Saved entries
>>>

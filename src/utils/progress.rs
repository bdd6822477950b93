//! Optional progress bars for long-running loops.
//!
//! When disabled, no bar is drawn and every call is a no-op, so callers
//! can keep a single code path. A known total draws a bar; an unknown
//! total draws a spinner with a running count.

use std::time::Duration;

use indicatif::{ProgressBar, ProgressBarIter, ProgressIterator, ProgressStyle};

const BAR_TEMPLATE: &str =
    "{spinner:.green} {prefix} [{bar:40.cyan/blue}] {pos}/{len} {unit} {msg}";
const SPINNER_TEMPLATE: &str = "{spinner:.green} {prefix} {pos} {unit} {msg}";
const SPINNER_TICK: Duration = Duration::from_millis(120);

/// Progress reporting that may be switched off
pub struct ProgressTracker {
    bar: Option<ProgressBar>,
}

impl ProgressTracker {
    /// Create a tracker; `None` for `total` shows a spinner instead of a bar.
    ///
    /// `desc` is shown before the bar and `unit` after the counts.
    #[must_use]
    pub fn new(total: Option<usize>, desc: &str, unit: &str, enabled: bool) -> Self {
        if !enabled {
            return Self::disabled();
        }
        Self {
            bar: Some(styled_bar(total, desc, unit)),
        }
    }

    #[must_use]
    pub fn disabled() -> Self {
        Self { bar: None }
    }

    #[must_use]
    pub fn is_enabled(&self) -> bool {
        self.bar.is_some()
    }

    /// Advance by `n` items, optionally replacing the status text
    pub fn update(&self, n: u64, status: Option<&str>) {
        if let Some(bar) = &self.bar {
            if let Some(status) = status {
                bar.set_message(status.to_string());
            }
            bar.inc(n);
        }
    }

    /// Replace the status text shown after the bar
    pub fn set_status(&self, status: &str) {
        if let Some(bar) = &self.bar {
            bar.set_message(status.to_string());
        }
    }

    /// Replace the description shown before the bar
    pub fn set_description(&self, desc: &str) {
        if let Some(bar) = &self.bar {
            bar.set_prefix(desc.to_string());
        }
    }

    /// Run `f` with the bar hidden, so output written by `f` is not torn
    pub fn suspend<F: FnOnce() -> R, R>(&self, f: F) -> R {
        match &self.bar {
            Some(bar) => bar.suspend(f),
            None => f(),
        }
    }

    /// Clear the bar; later calls are no-ops
    pub fn finish(&mut self) {
        if let Some(bar) = self.bar.take() {
            bar.finish_and_clear();
        }
    }
}

impl Drop for ProgressTracker {
    fn drop(&mut self) {
        self.finish();
    }
}

/// Wrap an iterator with a progress bar.
///
/// The total comes from the iterator's size hint when it is exact; otherwise
/// a spinner is shown. When disabled the bar is hidden and items pass
/// through unchanged.
pub fn progress_iter<I: Iterator>(
    iter: I,
    desc: &str,
    unit: &str,
    enabled: bool,
) -> ProgressBarIter<I> {
    let bar = if enabled {
        let total = match iter.size_hint() {
            (lower, Some(upper)) if lower == upper => Some(lower),
            _ => None,
        };
        styled_bar(total, desc, unit)
    } else {
        ProgressBar::hidden()
    };
    iter.progress_with(bar)
}

fn styled_bar(total: Option<usize>, desc: &str, unit: &str) -> ProgressBar {
    let (bar, template) = match total {
        Some(total) => (ProgressBar::new(total as u64), BAR_TEMPLATE),
        None => (ProgressBar::new_spinner(), SPINNER_TEMPLATE),
    };

    // Templates are literals; a parse failure only loses styling
    if let Ok(style) = ProgressStyle::default_bar().template(&template.replace("{unit}", unit)) {
        bar.set_style(style.progress_chars("█▓░"));
    }
    if total.is_none() {
        bar.enable_steady_tick(SPINNER_TICK);
    }
    bar.set_prefix(desc.to_string());
    bar
}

<<<

List every line from the entries above in which "ProgressStyle" appears.

▶ _Result of the task_:
use indicatif::{ProgressBar, ProgressBarIter, ProgressIterator, ProgressStyle};
    if let Ok(style) = ProgressStyle::default_bar().template(&template.replace("{unit}", unit)) {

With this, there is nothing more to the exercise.